> INSTRUCTIONS TO FOLLOW: Every line of the data is to be output verbatim.

> ENTRIES SUPPLIED:
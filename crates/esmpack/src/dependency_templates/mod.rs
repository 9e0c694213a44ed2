mod export_templates;
mod external_import_template;
mod import_templates;

use esmpack_common::{ConcatenatedModule, Dependency, DependencyIdx, DependencyType, ModuleIdx};
use oxc::span::Span;
use rustc_hash::FxHashMap;
use string_wizard::MagicString;

use crate::Compilation;

pub use self::{
  export_templates::{ExportSpecifierTemplate, ExportStatementTemplate},
  external_import_template::ExternalImportTemplate,
  import_templates::{ImportTemplate, NoopTemplate},
};

pub struct TemplateContext<'a> {
  pub compilation: &'a Compilation,
  /// The module whose source is being rendered.
  pub module: ModuleIdx,
  /// Handle of the dependency the template is applied to.
  pub dependency: DependencyIdx,
  /// The concatenated module `module` is rendered as a member of, if any.
  pub concatenation_scope: Option<&'a ConcatenatedModule>,
}

impl TemplateContext<'_> {
  pub fn is_in_scope(&self, module: ModuleIdx) -> bool {
    self.concatenation_scope.is_some_and(|scope| scope.contains(module))
  }

  /// Whether the dependency was an edge between two members of the concatenation scope.
  pub fn is_inlined(&self) -> bool {
    self.concatenation_scope.is_some_and(|scope| scope.is_inlined(self.dependency))
      || self
        .compilation
        .module_graph
        .get_module(self.dependency)
        .is_some_and(|module| self.is_in_scope(module))
  }
}

pub(crate) fn remove_range(source: &mut MagicString<'_>, range: Span) {
  if !range.is_empty() {
    source.remove(range.start as usize, range.end as usize);
  }
}

/// Rewrites the source text a dependency covers.
pub trait DependencyTemplate: Send + Sync {
  fn apply(&self, dependency: &Dependency, source: &mut MagicString<'_>, ctx: &TemplateContext<'_>);
}

/// Registration table of templates keyed by dependency type. Types without a template are left
/// as written.
pub struct DependencyTemplates {
  templates: FxHashMap<DependencyType, Box<dyn DependencyTemplate>>,
}

impl Default for DependencyTemplates {
  fn default() -> Self {
    let mut templates = Self { templates: FxHashMap::default() };
    templates.set(DependencyType::Import, ImportTemplate);
    templates.set(DependencyType::DynamicImport, NoopTemplate);
    templates.set(DependencyType::RawDynamicImport, NoopTemplate);
    templates.set(DependencyType::ExportSpecifier, ExportSpecifierTemplate);
    templates.set(DependencyType::ExportImportedSpecifier, ExportStatementTemplate);
    templates.set(DependencyType::ExportStar, ExportStatementTemplate);
    templates.set(DependencyType::ExportHeaderMarker, NoopTemplate);
    templates
  }
}

impl DependencyTemplates {
  pub fn set(&mut self, dependency_type: DependencyType, template: impl DependencyTemplate + 'static) {
    self.templates.insert(dependency_type, Box::new(template));
  }

  pub fn get(&self, dependency_type: DependencyType) -> Option<&dyn DependencyTemplate> {
    self.templates.get(&dependency_type).map(Box::as_ref)
  }

  pub fn has(&self, dependency_type: DependencyType) -> bool {
    self.templates.contains_key(&dependency_type)
  }
}
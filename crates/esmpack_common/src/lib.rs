mod chunk;
mod module;
mod module_graph;
mod options;
mod types;

pub use crate::{
  chunk::{Chunk, ChunkGraph},
  module::{
    concatenated_module::ConcatenatedModule,
    external_module::{ExternalModule, ExternalType},
    normal_module::NormalModule,
    Module,
  },
  module_graph::{ModuleGraph, ModuleGraphConnection, ModuleGraphModule, ReexportResolution},
  options::{
    externals::{
      parse_external_value, DependencyCategory, ExternalItemValue, ExternalsType,
      ExternalsTypeByCategory, ResolvedExternal,
    },
    library::{LibraryName, LibraryOptions, LibraryType},
    normalize_options,
    normalized_compiler_options::NormalizedCompilerOptions,
    CompilerOptions, OptimizationOptions,
  },
  types::{
    build_meta::{BuildInfo, BuildMeta, BuildMetaFlags, ReexportedExternal},
    dependency::{Dependency, DependencyBlock, DependencyKind, DependencyType},
    exports_info::{ExportInfo, ExportProvided, ExportTarget, ExportsInfo},
    module_id::ModuleId,
    module_table::{IndexModules, ModuleTable},
    raw_idx::{ChunkIdx, ConnectionIdx, DependencyIdx, ModuleIdx},
    runtime_spec::RuntimeSpec,
    source_joiner::{Source, SourceJoiner},
  },
};
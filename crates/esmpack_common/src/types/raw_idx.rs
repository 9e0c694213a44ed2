oxc_index::define_index_type! {
  #[derive(Default)]
  pub struct ModuleIdx = u32;
}

oxc_index::define_index_type! {
  #[derive(Default)]
  pub struct DependencyIdx = u32;
}

oxc_index::define_index_type! {
  #[derive(Default)]
  pub struct ConnectionIdx = u32;
}

oxc_index::define_index_type! {
  #[derive(Default)]
  pub struct ChunkIdx = u32;
}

> RESPONSE TO THIS TASK:
filename crates/esmpack/src/dependency_templates/mod.rs
repository 9e0c694213a44ed2
mod export_templates;
mod external_import_template;
mod import_templates;

use esmpack_common::{ConcatenatedModule, Dependency, DependencyIdx, DependencyType, ModuleIdx};
use oxc::span::Span;
use rustc_hash::FxHashMap;
use string_wizard::MagicString;

use crate::Compilation;

pub use self::{
  export_templates::{ExportSpecifierTemplate, ExportStatementTemplate},
  external_import_template::ExternalImportTemplate,
  import_templates::{ImportTemplate, NoopTemplate},
};

pub struct TemplateContext<'a> {
  pub compilation: &'a Compilation,
  /// The module whose source is being rendered.
  pub module: ModuleIdx,
  /// Handle of the dependency the template is applied to.
  pub dependency: DependencyIdx,
  /// The concatenated module `module` is rendered as a member of, if any.
  pub concatenation_scope: Option<&'a ConcatenatedModule>,
}

impl TemplateContext<'_> {
  pub fn is_in_scope(&self, module: ModuleIdx) -> bool {
    self.concatenation_scope.is_some_and(|scope| scope.contains(module))
  }

  /// Whether the dependency was an edge between two members of the concatenation scope.
  pub fn is_inlined(&self) -> bool {
    self.concatenation_scope.is_some_and(|scope| scope.is_inlined(self.dependency))
      || self
        .compilation
        .module_graph
        .get_module(self.dependency)
        .is_some_and(|module| self.is_in_scope(module))
  }
}

pub(crate) fn remove_range(source: &mut MagicString<'_>, range: Span) {
  if !range.is_empty() {
    source.remove(range.start as usize, range.end as usize);
  }
}

/// Rewrites the source text a dependency covers.
pub trait DependencyTemplate: Send + Sync {
  fn apply(&self, dependency: &Dependency, source: &mut MagicString<'_>, ctx: &TemplateContext<'_>);
}

/// Registration table of templates keyed by dependency type. Types without a template are left
/// as written.
pub struct DependencyTemplates {
  templates: FxHashMap<DependencyType, Box<dyn DependencyTemplate>>,
}

impl Default for DependencyTemplates {
  fn default() -> Self {
    let mut templates = Self { templates: FxHashMap::default() };
    templates.set(DependencyType::Import, ImportTemplate);
    templates.set(DependencyType::DynamicImport, NoopTemplate);
    templates.set(DependencyType::RawDynamicImport, NoopTemplate);
    templates.set(DependencyType::ExportSpecifier, ExportSpecifierTemplate);
    templates.set(DependencyType::ExportImportedSpecifier, ExportStatementTemplate);
    templates.set(DependencyType::ExportStar, ExportStatementTemplate);
    templates.set(DependencyType::ExportHeaderMarker, NoopTemplate);
    templates
  }
}

impl DependencyTemplates {
  pub fn set(&mut self, dependency_type: DependencyType, template: impl DependencyTemplate + 'static) {
    self.templates.insert(dependency_type, Box::new(template));
  }

  pub fn get(&self, dependency_type: DependencyType) -> Option<&dyn DependencyTemplate> {
    self.templates.get(&dependency_type).map(Box::as_ref)
  }

  pub fn has(&self, dependency_type: DependencyType) -> bool {
    self.templates.contains_key(&dependency_type)
  }
}
filename crates/esmpack_common/src/lib.rs
mod chunk;
mod module;
mod module_graph;
mod options;
mod types;

pub use crate::{
  chunk::{Chunk, ChunkGraph},
  module::{
    concatenated_module::ConcatenatedModule,
    external_module::{ExternalModule, ExternalType},
    normal_module::NormalModule,
    Module,
  },
  module_graph::{ModuleGraph, ModuleGraphConnection, ModuleGraphModule, ReexportResolution},
  options::{
    externals::{
      parse_external_value, DependencyCategory, ExternalItemValue, ExternalsType,
      ExternalsTypeByCategory, ResolvedExternal,
    },
    library::{LibraryName, LibraryOptions, LibraryType},
    normalize_options,
    normalized_compiler_options::NormalizedCompilerOptions,
    CompilerOptions, OptimizationOptions,
  },
  types::{
    build_meta::{BuildInfo, BuildMeta, BuildMetaFlags, ReexportedExternal},
    dependency::{Dependency, DependencyBlock, DependencyKind, DependencyType},
    exports_info::{ExportInfo, ExportProvided, ExportTarget, ExportsInfo},
    module_id::ModuleId,
    module_table::{IndexModules, ModuleTable},
    raw_idx::{ChunkIdx, ConnectionIdx, DependencyIdx, ModuleIdx},
    runtime_spec::RuntimeSpec,
    source_joiner::{Source, SourceJoiner},
  },
};
filename crates/esmpack_common/src/types/raw_idx.rs
repository 9e0c694213a44ed2
oxc_index::define_index_type! {
  #[derive(Default)]
  pub struct ModuleIdx = u32;
}

oxc_index::define_index_type! {
  #[derive(Default)]
  pub struct DependencyIdx = u32;
}

oxc_index::define_index_type! {
  #[derive(Default)]
  pub struct ConnectionIdx = u32;
}

oxc_index::define_index_type! {
  #[derive(Default)]
  pub struct ChunkIdx = u32;
}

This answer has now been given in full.